TASK GOAL
Beginning with the first line of the data below, extract each line up to and including the one containing "pub type Params = HashMap<String, String>;". Copy them exactly and add nothing.

DATA EXCERPTS
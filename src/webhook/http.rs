//! HTTP request/response types and client trait.

use std::collections::HashMap;

use serde::Serialize;

use super::HttpError;

/// Query parameters supplied by a caller, appended to the request URL.
pub type Params = HashMap<String, String>;

/// Headers supplied by a caller, added to the request.
pub type Headers = HashMap<String, String>;

/// Content type for body-bearing requests other than PATCH.
pub const CONTENT_TYPE_JSON: &str = "application/json;charset=utf-8";

/// Content type for PATCH requests.
pub const CONTENT_TYPE_JSON_PATCH: &str = "application/json-patch+json";

/// An HTTP request to be sent.
///
/// This is a value type that can be constructed and passed to any
/// [`HttpClient`] implementation. It uses standard `http` crate types
/// for method and headers, and keeps query parameters inside the URL.
#[derive(Debug, Clone)]
pub struct HttpRequest {
    /// HTTP method (GET, POST, PUT, PATCH, DELETE, etc.)
    pub method: http::Method,
    /// Target URL, including any query string
    pub url: url::Url,
    /// HTTP headers to send
    pub headers: http::HeaderMap,
    /// Optional request body
    pub body: Option<Vec<u8>>,
}

impl HttpRequest {
    /// Creates a new HTTP request with the given method and URL.
    ///
    /// Headers are initialized to an empty map and body is `None`.
    #[must_use]
    pub fn new(method: http::Method, url: url::Url) -> Self {
        Self {
            method,
            url,
            headers: http::HeaderMap::new(),
            body: None,
        }
    }

    /// Creates a GET request to the given URL.
    #[must_use]
    pub fn get(url: url::Url) -> Self {
        Self::new(http::Method::GET, url)
    }

    /// Creates a POST request to the given URL.
    #[must_use]
    pub fn post(url: url::Url) -> Self {
        Self::new(http::Method::POST, url)
    }

    /// Creates a PUT request to the given URL.
    #[must_use]
    pub fn put(url: url::Url) -> Self {
        Self::new(http::Method::PUT, url)
    }

    /// Sets the request body.
    #[must_use]
    pub fn with_body(mut self, body: Vec<u8>) -> Self {
        self.body = Some(body);
        self
    }

    /// Serializes `value` as JSON and sets it as the request body.
    ///
    /// # Errors
    ///
    /// Returns [`HttpError::Serialization`] if `value` cannot be encoded.
    pub fn with_json<T: Serialize + ?Sized>(self, value: &T) -> Result<Self, HttpError> {
        let body = serde_json::to_vec(value).map_err(HttpError::Serialization)?;
        Ok(self.with_body(body))
    }

    /// Appends a query parameter to the URL.
    ///
    /// Existing parameters are kept; a repeated key is appended again.
    #[must_use]
    pub fn with_query(mut self, key: &str, value: &str) -> Self {
        self.url.query_pairs_mut().append_pair(key, value);
        self
    }

    /// Adds a header to the request.
    ///
    /// If the header name already exists, the value is appended
    /// (HTTP headers can have multiple values).
    #[must_use]
    pub fn with_header(mut self, name: http::HeaderName, value: http::HeaderValue) -> Self {
        self.headers.append(name, value);
        self
    }

    /// Returns the value of a query parameter, if present.
    #[must_use]
    pub fn query_value(&self, key: &str) -> Option<String> {
        self.url
            .query_pairs()
            .find(|(k, _)| k == key)
            .map(|(_, v)| v.into_owned())
    }
}

/// An HTTP response received from a server.
///
/// Contains the status code, headers, and body of the response.
/// The body is fully buffered into memory and never interpreted here.
#[derive(Debug, Clone)]
pub struct HttpResponse {
    /// HTTP status code
    pub status: http::StatusCode,
    /// Response headers
    pub headers: http::HeaderMap,
    /// Response body (fully buffered)
    pub body: Vec<u8>,
}

impl HttpResponse {
    /// Creates a new HTTP response.
    #[must_use]
    pub const fn new(status: http::StatusCode, headers: http::HeaderMap, body: Vec<u8>) -> Self {
        Self {
            status,
            headers,
            body,
        }
    }

    /// Returns true if the status code is exactly 200 OK.
    #[must_use]
    pub fn is_ok(&self) -> bool {
        self.status == http::StatusCode::OK
    }

    /// Returns the body as a UTF-8 string, if valid.
    #[must_use]
    pub fn body_text(&self) -> Option<&str> {
        std::str::from_utf8(&self.body).ok()
    }
}

/// Trait for making HTTP requests.
///
/// # Design
///
/// This trait abstracts the HTTP client implementation, enabling:
/// - Dependency injection for testing with mock clients
/// - Swapping the transport (plain, CA-validated TLS) without changing calling code
///
/// # Example
///
/// ```ignore
/// use status_hook::webhook::{HttpClient, HttpRequest, HttpResponse, HttpError};
///
/// struct MockClient {
///     response: HttpResponse,
/// }
///
/// impl HttpClient for MockClient {
///     async fn request(&self, _req: HttpRequest) -> Result<HttpResponse, HttpError> {
///         Ok(self.response.clone())
///     }
/// }
/// ```
pub trait HttpClient: Send + Sync {
    /// Sends an HTTP request and returns the response.
    ///
    /// # Errors
    ///
    /// Returns [`HttpError`] when:
    /// - Network connection fails ([`HttpError::Connection`])
    /// - Request times out ([`HttpError::Timeout`])
    /// - The transport cannot be set up ([`HttpError::Tls`])
    /// - The request is rejected before sending ([`HttpError::InvalidRequest`])
    fn request(
        &self,
        req: HttpRequest,
    ) -> impl std::future::Future<Output = Result<HttpResponse, HttpError>> + Send;
}

impl<T: HttpClient> HttpClient for std::sync::Arc<T> {
    async fn request(&self, req: HttpRequest) -> Result<HttpResponse, HttpError> {
        (**self).request(req).await
    }
}
impl Store {
    /// Store rooted at `<home>/.metatrack/`.
    pub fn at(home: impl Into<PathBuf>) -> Self {
        Self { home: home.into() }
    }

    /// Store rooted at the user's home directory.
    pub fn open() -> Result<Self, StoreError> {
        Ok(Self::at(home()?))
    }

    pub fn home(&self) -> &Path {
        &self.home
    }

    // -----------------------------------------------------------------------
    // 1. Path helpers
    // -----------------------------------------------------------------------

    pub fn environment_path(&self, name: &EnvironmentName) -> PathBuf {
        paths::environments_dir(&self.home).join(format!("{}.yaml", name.0))
    }

    pub fn objects_path(&self, name: &EnvironmentName) -> PathBuf {
        paths::objects_dir(&self.home).join(format!("{}.json", name.0))
    }

    pub fn integration_path(&self, dest: &EnvironmentName) -> PathBuf {
        paths::integrations_dir(&self.home).join(format!("{}.yaml", dest.0))
    }

    // -----------------------------------------------------------------------
    // 2. Environments
    // -----------------------------------------------------------------------

    /// All environment records, sorted by name.
    pub fn list_environments(&self) -> Result<Vec<EnvironmentRecord>, StoreError> {
        let dir = paths::environments_dir(&self.home);
        if !dir.exists() {
            return Ok(vec![]);
        }
        let mut entries: Vec<_> = std::fs::read_dir(&dir)
            .map_err(|e| io_err(&dir, e))?
            .filter_map(|e| e.ok())
            .filter(|e| e.file_name().to_string_lossy().ends_with(".yaml"))
            .collect();
        entries.sort_by_key(|e| e.file_name());

        let mut out = Vec::with_capacity(entries.len());
        for entry in entries {
            out.push(read_yaml(&entry.path())?);
        }
        Ok(out)
    }

    pub fn find_environment(
        &self,
        name: &EnvironmentName,
    ) -> Result<Option<EnvironmentRecord>, StoreError> {
        let path = self.environment_path(name);
        if !path.exists() {
            return Ok(None);
        }
        read_yaml(&path).map(Some)
    }

    /// Load an environment record; `EnvironmentNotFound` if absent.
    pub fn load_environment(&self, name: &EnvironmentName) -> Result<EnvironmentRecord, StoreError> {
        self.find_environment(name)?
            .ok_or_else(|| StoreError::EnvironmentNotFound { name: name.0.clone() })
    }

    /// The production environment, if one has been created.
    pub fn production(&self) -> Result<Option<EnvironmentRecord>, StoreError> {
        Ok(self.list_environments()?.into_iter().find(|e| e.production))
    }

    pub fn save_environment(&self, record: &EnvironmentRecord) -> Result<(), StoreError> {
        let path = self.environment_path(&record.name);
        let yaml = serde_yaml::to_string(record)?;
        write_atomic(&path, yaml.as_bytes())?;
        set_file_permissions(&path)
    }

    /// Flip the persisted lock flag. Idempotent.
    pub fn set_locked(
        &self,
        name: &EnvironmentName,
        locked: bool,
    ) -> Result<EnvironmentRecord, StoreError> {
        let mut record = self.load_environment(name)?;
        if record.locked != locked {
            record.locked = locked;
            record.updated_at = Utc::now();
            self.save_environment(&record)?;
        }
        Ok(record)
    }

    /// Delete an environment record. Tolerates an already absent record.
    pub fn delete_environment(&self, name: &EnvironmentName) -> Result<(), StoreError> {
        remove_if_exists(&self.environment_path(name))
    }

    // -----------------------------------------------------------------------
    // 3. Tracked objects
    // -----------------------------------------------------------------------

    /// The stored snapshot; empty (taken now) if none has been recorded yet.
    pub fn load_snapshot(&self, name: &EnvironmentName) -> Result<SnapshotFile, StoreError> {
        let path = self.objects_path(name);
        if !path.exists() {
            return Ok(SnapshotFile {
                taken_at: Utc::now(),
                objects: vec![],
            });
        }
        let contents = std::fs::read_to_string(&path).map_err(|e| io_err(&path, e))?;
        serde_json::from_str(&contents).map_err(|source| StoreError::ParseSnapshot { path, source })
    }

    pub fn load_objects(&self, name: &EnvironmentName) -> Result<Vec<TrackedObject>, StoreError> {
        Ok(self.load_snapshot(name)?.objects)
    }

    /// Replace every object of an environment in one atomic write.
    pub fn replace_objects(
        &self,
        name: &EnvironmentName,
        objects: Vec<TrackedObject>,
    ) -> Result<(), StoreError> {
        self.save_snapshot(
            name,
            &SnapshotFile {
                taken_at: Utc::now(),
                objects,
            },
        )
    }

    pub fn find_object(
        &self,
        name: &EnvironmentName,
        object_id: &ObjectId,
    ) -> Result<Option<TrackedObject>, StoreError> {
        Ok(self
            .load_objects(name)?
            .into_iter()
            .find(|o| &o.object_id == object_id))
    }

    /// Resolve a repository path to the object stored under it.
    pub fn find_object_by_path(
        &self,
        name: &EnvironmentName,
        file_path: &str,
    ) -> Result<Option<TrackedObject>, StoreError> {
        Ok(self
            .load_objects(name)?
            .into_iter()
            .find(|o| o.file_path == file_path))
    }

    /// Append a new object record.
    pub fn insert_object(
        &self,
        name: &EnvironmentName,
        object: TrackedObject,
    ) -> Result<(), StoreError> {
        let mut snapshot = self.load_snapshot(name)?;
        snapshot.objects.retain(|o| o.object_id != object.object_id);
        snapshot.objects.push(object);
        self.save_snapshot(name, &snapshot)
    }

    /// Replace the record with `object`'s id wholesale, keeping its position.
    pub fn replace_object(
        &self,
        name: &EnvironmentName,
        object: TrackedObject,
    ) -> Result<(), StoreError> {
        let mut snapshot = self.load_snapshot(name)?;
        let slot = snapshot
            .objects
            .iter_mut()
            .find(|o| o.object_id == object.object_id)
            .ok_or_else(|| StoreError::ObjectNotFound {
                environment: name.0.clone(),
                object_id: object.object_id.0.clone(),
            })?;
        *slot = object;
        self.save_snapshot(name, &snapshot)
    }

    pub fn delete_object(
        &self,
        name: &EnvironmentName,
        object_id: &ObjectId,
    ) -> Result<(), StoreError> {
        let mut snapshot = self.load_snapshot(name)?;
        let before = snapshot.objects.len();
        snapshot.objects.retain(|o| &o.object_id != object_id);
        if snapshot.objects.len() == before {
            return Err(StoreError::ObjectNotFound {
                environment: name.0.clone(),
                object_id: object_id.0.clone(),
            });
        }
        self.save_snapshot(name, &snapshot)
    }

    /// Drop the whole snapshot of an environment. Tolerates absence.
    pub fn delete_objects(&self, name: &EnvironmentName) -> Result<(), StoreError> {
        remove_if_exists(&self.objects_path(name))
    }

    fn save_snapshot(&self, name: &EnvironmentName, snapshot: &SnapshotFile) -> Result<(), StoreError> {
        let json = serde_json::to_string_pretty(snapshot)?;
        write_atomic(&self.objects_path(name), json.as_bytes())
    }

    // -----------------------------------------------------------------------
    // 4. Integration branches
    // -----------------------------------------------------------------------

    pub fn load_integration(
        &self,
        dest: &EnvironmentName,
    ) -> Result<Option<IntegrationBranch>, StoreError> {
        let path = self.integration_path(dest);
        if !path.exists() {
            return Ok(None);
        }
        read_yaml(&path).map(Some)
    }

    pub fn save_integration(&self, integration: &IntegrationBranch) -> Result<(), StoreError> {
        let yaml = serde_yaml::to_string(integration)?;
        write_atomic(&self.integration_path(&integration.dest), yaml.as_bytes())
    }

    pub fn delete_integration(&self, dest: &EnvironmentName) -> Result<(), StoreError> {
        remove_if_exists(&self.integration_path(dest))
    }
}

EXERCISE RESULT
filename src/webhook/http.rs
//! HTTP request/response types and client trait.

use std::collections::HashMap;

use serde::Serialize;

use super::HttpError;

/// Query parameters supplied by a caller, appended to the request URL.
pub type Params = HashMap<String, String>;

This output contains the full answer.